Review: Clarion KnellAbyss Of Fear

Clarion Knell - Abyss Of Fear album art

Can you hear the clarion call? It’s calling out to one and all.

(This review was written by Aaron)

A war trumpet sounding solemn, shrill finality. France’s Clarion Knell‘s one-man brand of blistering, rollicking black metal implicitly asks how much black metal re-treads context, re-treads aesthetics? In adhering to traditional forms, to what extent can black metal provide unique experiences, unique commentary, unique challenges?

The project comes courtesy of burgeoning label Syrup Moose, a label whose outwardly anti-fascist stance contextualizes their releases in both aesthetics and message. Beyond the quality of their output—an eclectic line-up that boasts two ridiculously good records this year alone in the form of instrumental powerhouse Arklay Mountains and anthemic punks American Goner—their committal to being an “anti-sketch label with communist overtones” gives the ferocity of Abyss Of Fear an immediate analytic framing that a lot of other black metal bands operating in the same vein lack.

“Enlightenment” sets the pace with prominent fingerstyle basslines emphasizing the mid-paced riffing of the guitars, like a military march. It’s a track that introduces Abyss Of Fear as a record that’s warmer in production than the viciousness of its content might imply. Through the hoarse vocals and sharp instrumentation, something oddly triumphant bleeds through, something that evokes both militaristic machismo and war propaganda. Following a track with subtle melodic flair, it dissipates into nothingness, fading out with a sinister progression—something knowing and powerful, satisfied with its works.

“The Great Dimmers” is delivered with raspier, reverb-soaked vocals, and is more dynamic in composition. Following the 2-minute mark, a bridge containing some intensely ugly, nasty riffing is accented by galloping bass—images of champing horses clashing with modern weaponry, suitable for such temporally warped music. A tension-building key-change temporarily uproots the track, leaving you on edge; it’s another track that ends without rounding out its edges, without a cohesive resolution. It arrives violently and leaves quickly, like a bloody skirmish.

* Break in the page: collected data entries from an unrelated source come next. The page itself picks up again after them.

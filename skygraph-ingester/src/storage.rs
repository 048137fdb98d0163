use crate::config::{CURSOR_SAVE_INTERVAL, CURSOR_TTL};
use crate::IngesterError;
use fjall::{Config, Keyspace, PartitionCreateOptions, PartitionHandle};
use serde::{Deserialize, Serialize};
use std::path::PathBuf;
use std::sync::atomic::{AtomicBool, AtomicI64, Ordering};
use std::sync::Arc;

/// Durable single-value cursor record. Entries older than the cursor TTL are
/// ignored on load so a long-dead deployment resubscribes live instead of
/// asking the relay for history it no longer holds.
#[derive(Debug, Serialize, Deserialize)]
struct CursorRecord {
    cursor: i64,
    saved_at: chrono::DateTime<chrono::Utc>,
}

/// A message whose processing threw, kept for startup replay together with
/// its retry counter.
#[derive(Debug, Clone, Serialize, Deserialize)]
pub struct FailedMessage {
    #[serde(with = "serde_bytes")]
    pub message: Vec<u8>,
    pub retries: u32,
}

pub struct Storage {
    #[allow(dead_code)] // partitions reference the keyspace internally
    db: Keyspace,
    cursors: PartitionHandle,
    failed: PartitionHandle,
}

impl Storage {
    pub fn new(path: PathBuf) -> Result<Self, IngesterError> {
        let db = Config::new(path).open()?;
        let cursors = db.open_partition("cursor", PartitionCreateOptions::default())?;
        let failed = db.open_partition("failed_messages", PartitionCreateOptions::default())?;
        Ok(Self {
            db,
            cursors,
            failed,
        })
    }

    pub fn load_cursor(&self, name: &str) -> Result<Option<i64>, IngesterError> {
        let Some(value) = self.cursors.get(name.as_bytes())? else {
            return Ok(None);
        };
        let record: CursorRecord = serde_json::from_slice(value.as_ref())
            .map_err(|e| IngesterError::Serialization(format!("invalid cursor record: {e}")))?;
        let age = chrono::Utc::now().signed_duration_since(record.saved_at);
        if age > chrono::Duration::from_std(CURSOR_TTL).unwrap_or_default() {
            tracing::warn!("cursor for {name} is {age} old, ignoring");
            return Ok(None);
        }
        Ok(Some(record.cursor))
    }

    pub fn store_cursor(&self, name: &str, cursor: i64) -> Result<(), IngesterError> {
        self.store_cursor_at(name, cursor, chrono::Utc::now())
    }

    fn store_cursor_at(
        &self,
        name: &str,
        cursor: i64,
        saved_at: chrono::DateTime<chrono::Utc>,
    ) -> Result<(), IngesterError> {
        let record = CursorRecord { cursor, saved_at };
        let value = serde_json::to_vec(&record)
            .map_err(|e| IngesterError::Serialization(format!("cursor encode failed: {e}")))?;
        self.cursors.insert(name.as_bytes(), value)?;
        Ok(())
    }

    pub fn push_failed(&self, key: &str, message: &[u8], retries: u32) -> Result<(), IngesterError> {
        let record = FailedMessage {
            message: message.to_vec(),
            retries,
        };
        let mut value = Vec::new();
        ciborium::ser::into_writer(&record, &mut value)
            .map_err(|e| IngesterError::Serialization(format!("failed-message encode: {e}")))?;
        self.failed.insert(key.as_bytes(), value)?;
        Ok(())
    }

    pub fn remove_failed(&self, key: &str) -> Result<(), IngesterError> {
        self.failed.remove(key.as_bytes())?;
        Ok(())
    }

    /// Snapshot of every captured message, oldest key first. Entries are not
    /// removed; replay decides what happens to each.
    pub fn iter_failed(&self) -> Result<Vec<(String, FailedMessage)>, IngesterError> {
        let mut entries = Vec::new();
        for item in self.failed.iter() {
            let (key, value) = item?;
            let key = String::from_utf8_lossy(key.as_ref()).into_owned();
            let record: FailedMessage = ciborium::de::from_reader(value.as_ref())
                .map_err(|e| IngesterError::Serialization(format!("failed-message decode: {e}")))?;
            entries.push((key, record));
        }
        Ok(entries)
    }

    pub fn failed_len(&self) -> Result<usize, IngesterError> {
        Ok(self.failed.len()?)
    }
}

/// In-memory cursor with coalesced durable writes. `advance` is cheap and
/// monotonic; a background tick persists the latest value.
pub struct CursorStore {
    storage: Arc<Storage>,
    name: String,
    latest: AtomicI64,
    dirty: AtomicBool,
}

impl CursorStore {
    pub fn new(storage: Arc<Storage>, name: &str) -> Self {
        Self {
            storage,
            name: name.to_owned(),
            latest: AtomicI64::new(0),
            dirty: AtomicBool::new(false),
        }
    }

    pub fn load(&self) -> Result<Option<i64>, IngesterError> {
        self.storage.load_cursor(&self.name)
    }

    pub fn advance(&self, seq: i64) {
        self.latest.fetch_max(seq, Ordering::Relaxed);
        self.dirty.store(true, Ordering::Relaxed);
    }

    pub fn flush(&self) -> Result<(), IngesterError> {
        if self.dirty.swap(false, Ordering::Relaxed) {
            self.storage
                .store_cursor(&self.name, self.latest.load(Ordering::Relaxed))?;
        }
        Ok(())
    }

    pub fn spawn_flusher(self: &Arc<Self>) -> tokio::task::JoinHandle<()> {
        let store = Arc::clone(self);
        tokio::spawn(async move {
            let mut tick = tokio::time::interval(*CURSOR_SAVE_INTERVAL);
            tick.set_missed_tick_behavior(tokio::time::MissedTickBehavior::Delay);
            loop {
                tick.tick().await;
                if let Err(e) = store.flush() {
                    tracing::error!("cursor flush failed: {e}");
                }
            }
        })
    }
}

#[cfg(test)]
mod tests {
    use super::*;
    use tempfile::TempDir;

    fn setup() -> (Storage, TempDir) {
        let dir = TempDir::with_prefix("skygraph_test_").unwrap();
        let storage = Storage::new(dir.path().join("state")).unwrap();
        (storage, dir)
    }

    #[test]
    fn cursor_roundtrip() {
        let (storage, _dir) = setup();

        assert!(storage.load_cursor("relay").unwrap().is_none());
        storage.store_cursor("relay", 42).unwrap();
        assert_eq!(storage.load_cursor("relay").unwrap(), Some(42));
        storage.store_cursor("relay", 100).unwrap();
        assert_eq!(storage.load_cursor("relay").unwrap(), Some(100));
    }

    #[test]
    fn stale_cursor_is_ignored() {
        let (storage, _dir) = setup();

        let old = chrono::Utc::now() - chrono::Duration::hours(80);
        storage.store_cursor_at("relay", 42, old).unwrap();
        assert!(storage.load_cursor("relay").unwrap().is_none());
    }

    #[test]
    fn failed_queue_keeps_retry_counts() {
        let (storage, _dir) = setup();

        storage
            .push_failed("did:plc:a::3kzz", b"raw frame", 0)
            .unwrap();
        assert_eq!(storage.failed_len().unwrap(), 1);

        let entries = storage.iter_failed().unwrap();
        assert_eq!(entries.len(), 1);
        assert_eq!(entries[0].0, "did:plc:a::3kzz");
        assert_eq!(entries[0].1.message, b"raw frame");
        assert_eq!(entries[0].1.retries, 0);

        // reinsert with a bumped counter, as replay does on failure
        storage
            .push_failed("did:plc:a::3kzz", b"raw frame", 1)
            .unwrap();
        let entries = storage.iter_failed().unwrap();
        assert_eq!(entries.len(), 1);
        assert_eq!(entries[0].1.retries, 1);

        storage.remove_failed("did:plc:a::3kzz").unwrap();
        assert!(storage.iter_failed().unwrap().is_empty());
    }

    #[tokio::test]
    async fn cursor_store_coalesces_and_flushes() {
        let (storage, _dir) = setup();
        let storage = Arc::new(storage);
        let cursor = CursorStore::new(Arc::clone(&storage), "relay");

        cursor.advance(5);
        cursor.advance(9);
        cursor.advance(7);
        // nothing durable until flushed
        assert!(storage.load_cursor("relay").unwrap().is_none());

        cursor.flush().unwrap();
        assert_eq!(storage.load_cursor("relay").unwrap(), Some(9));

        // clean flush is a no-op
        cursor.flush().unwrap();
        assert_eq!(storage.load_cursor("relay").unwrap(), Some(9));
    }
}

It’s interesting to listen to Clarion Knell within the context of the French black metal scene. It has tones of the intensely gothic morbidity of the LLN groups, the offbeat experimentation of Blut Aus Nord, the introspective composition of the better French DSBM and blackgaze projects, etc. Abyss Of Fear isn’t necessarily the sum of these styles exclusively, but it’s interesting seeing such a traceable holistic lineage.

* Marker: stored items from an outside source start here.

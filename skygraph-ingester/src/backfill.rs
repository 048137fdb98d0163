use crate::handlers;
use crate::resolver::Resolver;
use crate::IngesterError;
use skygraph_firehose::{car, ipld, repo};
use skygraph_lexicon::com::atproto::sync::ListReposOutput;
use skygraph_lexicon::record::{is_known_collection, KnownRecord};
use std::sync::Arc;
use std::time::Duration;
use tracing::{debug, info, warn};

const LIST_REPOS_PAGE_SIZE: u32 = 500;

/// One-shot historical backfill: paginate listRepos, fetch each repo CAR,
/// and feed every known record through the same create handlers the live
/// stream uses. Idempotent upserts make overlap with the stream harmless.
pub struct BackfillDriver {
    http: reqwest::Client,
    relay_host: String,
    resolver: Arc<Resolver>,
}

impl BackfillDriver {
    pub fn new(relay_host: &str, resolver: Arc<Resolver>) -> Result<Self, IngesterError> {
        let http = reqwest::Client::builder()
            .timeout(Duration::from_secs(120))
            .build()?;
        let clean_host = relay_host
            .trim_start_matches("https://")
            .trim_start_matches("http://")
            .trim_end_matches('/');
        Ok(Self {
            http,
            relay_host: clean_host.to_owned(),
            resolver,
        })
    }

    pub async fn run(&self) -> Result<(), IngesterError> {
        let mut cursor: Option<String> = None;
        let mut repos_seen = 0u64;

        loop {
            let page = self.list_repos(cursor.as_deref()).await?;
            for repo_ref in &page.repos {
                if !repo_ref.active.unwrap_or(true) {
                    debug!("skipping inactive repo {}", repo_ref.did);
                    continue;
                }
                repos_seen += 1;
                if let Err(e) = self.backfill_repo(&repo_ref.did).await {
                    warn!("backfill of {} failed: {e}", repo_ref.did);
                }
            }

            match page.cursor {
                Some(next) if !page.repos.is_empty() => cursor = Some(next),
                _ => break,
            }
        }

        info!("backfill complete, {repos_seen} repos processed");
        Ok(())
    }

    async fn list_repos(&self, cursor: Option<&str>) -> Result<ListReposOutput, IngesterError> {
        let url = format!(
            "https://{}/xrpc/com.atproto.sync.listRepos",
            self.relay_host
        );
        let mut query = vec![("limit", LIST_REPOS_PAGE_SIZE.to_string())];
        if let Some(cursor) = cursor {
            query.push(("cursor", cursor.to_owned()));
        }

        let resp = self.http.get(&url).query(&query).send().await?;
        if !resp.status().is_success() {
            return Err(IngesterError::Other(format!(
                "listRepos failed: {}",
                resp.status()
            )));
        }
        Ok(resp.json().await?)
    }

    async fn backfill_repo(&self, did: &str) -> Result<(), IngesterError> {
        let url = format!(
            "https://{}/xrpc/com.atproto.sync.getRepo?did={did}",
            self.relay_host
        );
        let resp = self.http.get(&url).send().await?;
        if !resp.status().is_success() {
            return Err(IngesterError::Other(format!(
                "getRepo {did} failed: {}",
                resp.status()
            )));
        }
        let car_bytes = resp.bytes().await?;

        let car = car::read_car(&car_bytes).await?;
        let Some(root) = car.roots.first() else {
            return Err(IngesterError::Other(format!("repo {did} CAR has no root")));
        };
        let (commit, entries) = repo::walk(&car.blocks, root)?;
        if commit.did != did {
            return Err(IngesterError::Other(format!(
                "repo CAR did mismatch: expected {did}, got {}",
                commit.did
            )));
        }

        let mut records = 0u64;
        for entry in &entries {
            let Some((collection, _rkey)) = handlers::split_path(&entry.key) else {
                continue;
            };
            if !is_known_collection(collection) {
                continue;
            }
            let Some(block) = car.blocks.get(&entry.cid) else {
                debug!("leaf {} of {did} missing from CAR, skipping", entry.key);
                continue;
            };

            let json = ipld::json_from_block(block)
                .map_err(|e| IngesterError::Serialization(e.to_string()))?;
            let record: KnownRecord = match serde_json::from_value(json) {
                Ok(record) => record,
                Err(e) => {
                    debug!("undecodable record {} in {did}: {e}", entry.key);
                    continue;
                }
            };

            let uri = format!("at://{did}/{}", entry.key);
            if let Err(e) = handlers::dispatch_create(
                &self.resolver,
                did,
                &uri,
                &entry.cid.to_string(),
                &record,
            )
            .await
            {
                warn!("backfill of {uri} failed: {e}");
                continue;
            }
            records += 1;
        }

        debug!("backfilled {records} records from {did}");
        Ok(())
    }
}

Beginning with an ominous sample of French dictation and mortar shelling, “Adoration” is the most transparently eerie track. Proceeded by some soft synth pad work in the background, you’re hit with an opening riff that has more in common with speed metal in terms of composition—accented by the record’s most tortured vocal performance yet, as black as tar. Slowing down to a marching, funereal dirge at the halfway mark, it’s another example of the project’s dynamic composition.

The biggest outlier in the tracklist, the angular and staccato guitar runs of “Totality” gives the closer the flavor of something approaching blackened math rock. While it’s absolutely the record at its most rollicking and catchy, it also most succinctly depicts what makes much of the songwriting on Abyss Of Fear so solid. The track emphasizes how Clarion Knell approach a framing of riffs and musical ideas, wherein a short bridge devoted to an isolated guitar riff sets the tone of the following passage. It’s something Abyss Of Fear does that specifically reminds me of the compositional makeup of a beatdown hardcore record or something; it’s unique among the world of one-man black metal projects.

It was difficult to articulate initially why Abyss Of Fear left such a strong impression. So much black metal fails to feel truly oppressive, truly disquieting. Clarion Knell manage to evoke implicitly the type of discomforting realities you’d more commonly find in a Muslimgauze release. A sort of militaristic, totalitarian aural depiction that feels tangible and repulsive. In a genre which is packed with great musicians writing ceaseless and brainless recitations of transgressive shit in hopes of shocking and offending, it’s fucking lovely and thoroughly surprising to hear a record where the compositions are as tight as its aesthetic sensibilities.

Abyss Of Fear is out now via Syrup Moose Records.